*Your assignment*.
Go through the entries below, count every line with the string "DependentFile", and answer with only that number.

=== Begin Enclosure ===

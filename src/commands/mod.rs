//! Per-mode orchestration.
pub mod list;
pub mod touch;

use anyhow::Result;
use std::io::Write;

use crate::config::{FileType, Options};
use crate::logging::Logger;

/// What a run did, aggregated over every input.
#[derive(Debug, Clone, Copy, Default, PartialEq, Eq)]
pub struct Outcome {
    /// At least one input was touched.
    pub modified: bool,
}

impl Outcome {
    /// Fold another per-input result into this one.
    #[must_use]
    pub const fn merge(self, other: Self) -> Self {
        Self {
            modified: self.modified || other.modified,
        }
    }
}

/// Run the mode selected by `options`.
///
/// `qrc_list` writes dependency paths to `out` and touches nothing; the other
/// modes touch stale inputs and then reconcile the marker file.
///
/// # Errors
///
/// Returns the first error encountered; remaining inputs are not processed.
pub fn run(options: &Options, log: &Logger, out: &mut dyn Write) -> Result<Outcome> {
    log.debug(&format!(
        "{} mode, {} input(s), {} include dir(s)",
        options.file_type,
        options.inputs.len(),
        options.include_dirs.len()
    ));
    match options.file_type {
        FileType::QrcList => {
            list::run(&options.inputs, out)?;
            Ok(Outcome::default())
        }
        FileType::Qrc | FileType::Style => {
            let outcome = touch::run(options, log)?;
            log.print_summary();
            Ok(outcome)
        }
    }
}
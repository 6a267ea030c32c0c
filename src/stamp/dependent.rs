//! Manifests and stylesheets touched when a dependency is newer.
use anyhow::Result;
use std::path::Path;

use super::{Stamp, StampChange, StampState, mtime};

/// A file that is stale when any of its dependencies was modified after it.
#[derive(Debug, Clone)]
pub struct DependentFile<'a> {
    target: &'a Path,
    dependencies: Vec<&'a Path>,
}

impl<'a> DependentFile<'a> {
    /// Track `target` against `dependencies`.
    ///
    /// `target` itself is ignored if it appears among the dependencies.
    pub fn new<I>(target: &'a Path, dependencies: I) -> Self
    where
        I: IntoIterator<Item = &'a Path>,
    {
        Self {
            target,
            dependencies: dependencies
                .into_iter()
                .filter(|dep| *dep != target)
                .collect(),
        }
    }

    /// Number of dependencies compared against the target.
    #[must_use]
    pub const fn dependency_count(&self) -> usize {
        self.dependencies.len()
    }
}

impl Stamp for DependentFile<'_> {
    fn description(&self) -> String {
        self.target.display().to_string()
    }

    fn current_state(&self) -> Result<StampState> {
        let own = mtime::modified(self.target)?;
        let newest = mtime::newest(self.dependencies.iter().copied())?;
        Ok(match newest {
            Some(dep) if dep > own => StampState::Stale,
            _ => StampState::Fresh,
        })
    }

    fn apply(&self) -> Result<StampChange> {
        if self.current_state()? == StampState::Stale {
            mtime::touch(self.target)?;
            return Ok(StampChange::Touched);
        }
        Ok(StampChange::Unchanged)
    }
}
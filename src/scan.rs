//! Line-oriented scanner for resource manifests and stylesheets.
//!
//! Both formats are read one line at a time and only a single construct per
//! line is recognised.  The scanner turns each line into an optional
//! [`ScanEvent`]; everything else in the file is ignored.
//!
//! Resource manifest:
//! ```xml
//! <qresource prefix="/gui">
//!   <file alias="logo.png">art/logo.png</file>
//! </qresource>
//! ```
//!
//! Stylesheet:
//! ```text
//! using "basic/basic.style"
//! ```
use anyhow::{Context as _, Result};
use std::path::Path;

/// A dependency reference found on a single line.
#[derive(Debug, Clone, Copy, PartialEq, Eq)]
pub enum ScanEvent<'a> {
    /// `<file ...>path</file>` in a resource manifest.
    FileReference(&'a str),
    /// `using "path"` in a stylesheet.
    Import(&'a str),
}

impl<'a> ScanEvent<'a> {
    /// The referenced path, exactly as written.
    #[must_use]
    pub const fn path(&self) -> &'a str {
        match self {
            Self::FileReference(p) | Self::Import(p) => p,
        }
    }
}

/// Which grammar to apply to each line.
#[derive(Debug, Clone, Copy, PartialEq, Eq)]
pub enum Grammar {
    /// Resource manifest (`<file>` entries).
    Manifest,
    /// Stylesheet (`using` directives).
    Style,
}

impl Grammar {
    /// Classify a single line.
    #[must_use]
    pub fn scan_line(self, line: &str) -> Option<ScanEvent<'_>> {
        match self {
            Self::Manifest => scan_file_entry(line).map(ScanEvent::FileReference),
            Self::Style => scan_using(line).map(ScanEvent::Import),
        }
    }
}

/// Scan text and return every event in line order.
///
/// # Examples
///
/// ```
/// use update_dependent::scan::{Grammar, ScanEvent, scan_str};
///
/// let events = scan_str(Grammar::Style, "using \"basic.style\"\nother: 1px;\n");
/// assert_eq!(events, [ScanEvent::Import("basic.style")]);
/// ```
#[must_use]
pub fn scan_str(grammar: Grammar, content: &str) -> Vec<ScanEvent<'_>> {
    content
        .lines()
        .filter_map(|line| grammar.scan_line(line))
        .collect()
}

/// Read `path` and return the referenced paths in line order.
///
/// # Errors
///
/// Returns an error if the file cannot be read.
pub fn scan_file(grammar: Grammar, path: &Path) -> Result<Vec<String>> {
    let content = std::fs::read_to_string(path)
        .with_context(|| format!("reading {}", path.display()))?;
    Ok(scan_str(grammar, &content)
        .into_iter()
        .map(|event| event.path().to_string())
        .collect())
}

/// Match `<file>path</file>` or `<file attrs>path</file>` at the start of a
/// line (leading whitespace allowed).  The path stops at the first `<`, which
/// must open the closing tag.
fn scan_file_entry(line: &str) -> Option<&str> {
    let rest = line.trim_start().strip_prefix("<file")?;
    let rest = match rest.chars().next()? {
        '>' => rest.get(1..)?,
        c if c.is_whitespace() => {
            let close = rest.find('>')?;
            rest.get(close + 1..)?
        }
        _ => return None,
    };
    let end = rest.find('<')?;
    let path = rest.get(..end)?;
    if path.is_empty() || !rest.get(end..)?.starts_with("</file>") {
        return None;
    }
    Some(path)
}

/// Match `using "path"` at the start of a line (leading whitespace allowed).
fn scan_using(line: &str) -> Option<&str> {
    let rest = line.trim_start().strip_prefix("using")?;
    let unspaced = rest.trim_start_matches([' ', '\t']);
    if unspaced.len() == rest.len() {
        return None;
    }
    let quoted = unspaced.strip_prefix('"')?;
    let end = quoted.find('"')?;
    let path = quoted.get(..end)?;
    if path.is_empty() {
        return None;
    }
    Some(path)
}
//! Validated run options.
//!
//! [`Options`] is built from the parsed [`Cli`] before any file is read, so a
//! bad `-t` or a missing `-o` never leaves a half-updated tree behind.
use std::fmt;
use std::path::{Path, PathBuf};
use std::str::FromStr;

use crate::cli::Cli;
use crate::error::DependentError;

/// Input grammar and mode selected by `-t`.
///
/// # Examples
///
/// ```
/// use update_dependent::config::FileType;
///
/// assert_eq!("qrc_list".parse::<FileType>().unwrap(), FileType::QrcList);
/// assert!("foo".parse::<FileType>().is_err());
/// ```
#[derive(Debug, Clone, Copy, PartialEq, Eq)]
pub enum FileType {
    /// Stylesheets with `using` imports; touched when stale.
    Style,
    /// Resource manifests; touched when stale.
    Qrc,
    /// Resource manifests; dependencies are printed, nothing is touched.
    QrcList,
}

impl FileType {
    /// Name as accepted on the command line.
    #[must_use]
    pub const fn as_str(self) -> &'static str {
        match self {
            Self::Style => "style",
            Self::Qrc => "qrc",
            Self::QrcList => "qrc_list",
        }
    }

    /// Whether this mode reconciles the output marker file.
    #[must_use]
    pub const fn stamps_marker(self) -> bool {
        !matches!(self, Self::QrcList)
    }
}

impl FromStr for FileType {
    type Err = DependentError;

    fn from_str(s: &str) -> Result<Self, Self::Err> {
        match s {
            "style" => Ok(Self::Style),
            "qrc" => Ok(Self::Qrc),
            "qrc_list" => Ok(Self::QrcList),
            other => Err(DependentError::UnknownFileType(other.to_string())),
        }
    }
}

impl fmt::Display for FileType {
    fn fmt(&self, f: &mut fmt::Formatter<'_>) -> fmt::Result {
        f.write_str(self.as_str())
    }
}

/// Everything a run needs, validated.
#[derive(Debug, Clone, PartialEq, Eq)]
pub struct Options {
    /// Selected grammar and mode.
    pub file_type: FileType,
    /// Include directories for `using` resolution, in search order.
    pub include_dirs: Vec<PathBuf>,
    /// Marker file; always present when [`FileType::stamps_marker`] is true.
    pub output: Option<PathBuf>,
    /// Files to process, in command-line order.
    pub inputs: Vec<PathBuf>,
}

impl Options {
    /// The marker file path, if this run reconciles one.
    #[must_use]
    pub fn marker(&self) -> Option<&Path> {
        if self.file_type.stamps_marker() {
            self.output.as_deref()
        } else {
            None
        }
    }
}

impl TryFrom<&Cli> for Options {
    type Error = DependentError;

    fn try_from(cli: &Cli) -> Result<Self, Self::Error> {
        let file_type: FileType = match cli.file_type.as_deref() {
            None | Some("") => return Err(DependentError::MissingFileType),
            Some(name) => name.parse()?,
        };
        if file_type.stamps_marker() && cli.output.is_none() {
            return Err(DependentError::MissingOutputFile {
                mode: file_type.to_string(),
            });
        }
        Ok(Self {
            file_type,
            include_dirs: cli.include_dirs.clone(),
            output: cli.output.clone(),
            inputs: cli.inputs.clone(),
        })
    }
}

=== End Enclosure ===
=== Begin Enclosure ===

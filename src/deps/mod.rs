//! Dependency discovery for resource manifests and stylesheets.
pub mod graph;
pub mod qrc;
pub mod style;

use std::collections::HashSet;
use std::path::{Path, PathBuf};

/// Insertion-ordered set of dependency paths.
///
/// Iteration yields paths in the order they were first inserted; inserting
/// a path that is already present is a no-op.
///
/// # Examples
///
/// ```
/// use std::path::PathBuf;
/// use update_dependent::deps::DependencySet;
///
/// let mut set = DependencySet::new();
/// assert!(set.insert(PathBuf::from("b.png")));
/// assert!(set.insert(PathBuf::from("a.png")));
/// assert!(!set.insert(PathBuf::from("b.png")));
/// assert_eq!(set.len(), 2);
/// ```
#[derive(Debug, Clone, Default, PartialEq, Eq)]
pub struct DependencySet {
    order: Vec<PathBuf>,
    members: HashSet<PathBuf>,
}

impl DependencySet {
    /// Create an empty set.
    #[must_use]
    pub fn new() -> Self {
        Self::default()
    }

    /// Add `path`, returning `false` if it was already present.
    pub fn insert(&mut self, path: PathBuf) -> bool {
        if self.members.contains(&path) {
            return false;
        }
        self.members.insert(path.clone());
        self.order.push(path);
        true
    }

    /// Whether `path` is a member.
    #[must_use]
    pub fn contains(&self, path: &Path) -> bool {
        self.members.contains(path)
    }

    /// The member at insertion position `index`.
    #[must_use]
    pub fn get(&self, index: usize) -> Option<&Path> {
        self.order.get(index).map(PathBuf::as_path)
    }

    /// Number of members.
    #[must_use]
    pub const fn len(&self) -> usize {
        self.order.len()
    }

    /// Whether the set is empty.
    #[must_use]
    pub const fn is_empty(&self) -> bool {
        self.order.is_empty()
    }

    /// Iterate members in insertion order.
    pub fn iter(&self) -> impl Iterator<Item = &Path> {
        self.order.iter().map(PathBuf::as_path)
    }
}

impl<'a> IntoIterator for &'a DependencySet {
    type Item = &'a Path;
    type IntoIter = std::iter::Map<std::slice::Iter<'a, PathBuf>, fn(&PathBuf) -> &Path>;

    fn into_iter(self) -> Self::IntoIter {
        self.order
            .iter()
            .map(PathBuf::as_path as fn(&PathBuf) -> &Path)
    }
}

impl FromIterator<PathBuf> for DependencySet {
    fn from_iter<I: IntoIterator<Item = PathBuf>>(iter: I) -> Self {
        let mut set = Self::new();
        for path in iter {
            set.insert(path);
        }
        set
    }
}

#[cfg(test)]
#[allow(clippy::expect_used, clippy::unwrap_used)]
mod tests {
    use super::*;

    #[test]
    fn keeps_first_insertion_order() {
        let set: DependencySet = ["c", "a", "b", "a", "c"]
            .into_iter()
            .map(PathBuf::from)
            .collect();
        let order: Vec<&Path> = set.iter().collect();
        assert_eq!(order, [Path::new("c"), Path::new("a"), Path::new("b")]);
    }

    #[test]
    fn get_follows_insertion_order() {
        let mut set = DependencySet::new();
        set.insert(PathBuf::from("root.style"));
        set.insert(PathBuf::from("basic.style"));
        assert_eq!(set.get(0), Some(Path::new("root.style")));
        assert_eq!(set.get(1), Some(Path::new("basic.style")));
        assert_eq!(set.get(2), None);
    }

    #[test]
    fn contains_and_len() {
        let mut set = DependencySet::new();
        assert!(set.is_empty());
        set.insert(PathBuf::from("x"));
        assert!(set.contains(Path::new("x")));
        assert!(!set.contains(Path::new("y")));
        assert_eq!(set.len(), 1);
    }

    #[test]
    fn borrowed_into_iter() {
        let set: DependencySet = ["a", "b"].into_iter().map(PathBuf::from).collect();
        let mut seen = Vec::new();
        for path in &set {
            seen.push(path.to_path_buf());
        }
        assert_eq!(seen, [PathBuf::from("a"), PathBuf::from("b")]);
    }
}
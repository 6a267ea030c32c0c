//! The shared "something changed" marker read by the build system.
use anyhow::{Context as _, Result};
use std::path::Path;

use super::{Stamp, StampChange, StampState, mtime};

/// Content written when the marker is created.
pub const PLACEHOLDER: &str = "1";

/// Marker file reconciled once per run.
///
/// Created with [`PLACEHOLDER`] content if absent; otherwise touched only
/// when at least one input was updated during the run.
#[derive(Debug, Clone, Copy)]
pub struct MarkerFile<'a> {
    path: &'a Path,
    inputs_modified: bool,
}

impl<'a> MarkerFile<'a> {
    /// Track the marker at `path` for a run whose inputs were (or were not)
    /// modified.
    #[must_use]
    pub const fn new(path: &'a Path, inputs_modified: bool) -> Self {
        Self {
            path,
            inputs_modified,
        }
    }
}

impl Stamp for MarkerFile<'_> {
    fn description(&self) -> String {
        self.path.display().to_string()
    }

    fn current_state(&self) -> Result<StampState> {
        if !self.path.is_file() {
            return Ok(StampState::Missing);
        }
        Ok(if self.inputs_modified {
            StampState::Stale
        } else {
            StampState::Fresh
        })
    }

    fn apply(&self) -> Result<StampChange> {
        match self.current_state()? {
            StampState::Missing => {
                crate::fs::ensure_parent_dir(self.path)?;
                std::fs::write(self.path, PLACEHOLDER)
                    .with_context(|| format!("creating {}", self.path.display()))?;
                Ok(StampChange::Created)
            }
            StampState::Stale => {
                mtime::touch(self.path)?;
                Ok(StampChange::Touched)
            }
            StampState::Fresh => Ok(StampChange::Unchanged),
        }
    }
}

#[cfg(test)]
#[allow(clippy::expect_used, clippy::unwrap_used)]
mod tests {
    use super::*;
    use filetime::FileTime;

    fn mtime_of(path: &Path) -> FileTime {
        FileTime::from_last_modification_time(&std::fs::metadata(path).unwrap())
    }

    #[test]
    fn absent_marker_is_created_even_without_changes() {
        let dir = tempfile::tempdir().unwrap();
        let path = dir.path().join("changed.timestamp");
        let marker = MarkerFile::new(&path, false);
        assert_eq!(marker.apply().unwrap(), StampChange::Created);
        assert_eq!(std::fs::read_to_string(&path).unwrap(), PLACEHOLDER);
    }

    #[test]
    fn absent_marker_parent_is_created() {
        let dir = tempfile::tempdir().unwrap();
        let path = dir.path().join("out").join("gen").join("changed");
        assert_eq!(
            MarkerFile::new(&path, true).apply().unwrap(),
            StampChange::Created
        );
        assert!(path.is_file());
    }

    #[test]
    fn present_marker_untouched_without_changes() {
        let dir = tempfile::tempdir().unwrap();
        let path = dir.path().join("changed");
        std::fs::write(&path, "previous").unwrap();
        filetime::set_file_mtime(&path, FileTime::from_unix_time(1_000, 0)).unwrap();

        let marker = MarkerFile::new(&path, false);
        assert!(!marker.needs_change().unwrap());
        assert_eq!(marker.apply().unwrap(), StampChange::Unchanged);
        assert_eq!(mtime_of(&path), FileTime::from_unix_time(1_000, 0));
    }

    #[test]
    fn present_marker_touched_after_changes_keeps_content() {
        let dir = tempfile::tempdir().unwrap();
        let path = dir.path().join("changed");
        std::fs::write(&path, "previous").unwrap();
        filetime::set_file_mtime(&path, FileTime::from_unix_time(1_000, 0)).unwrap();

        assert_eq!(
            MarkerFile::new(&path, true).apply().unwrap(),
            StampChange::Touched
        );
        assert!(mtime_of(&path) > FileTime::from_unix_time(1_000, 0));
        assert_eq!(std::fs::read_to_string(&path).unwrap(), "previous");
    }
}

=== End Enclosure ===

*Solution for this problem*.
3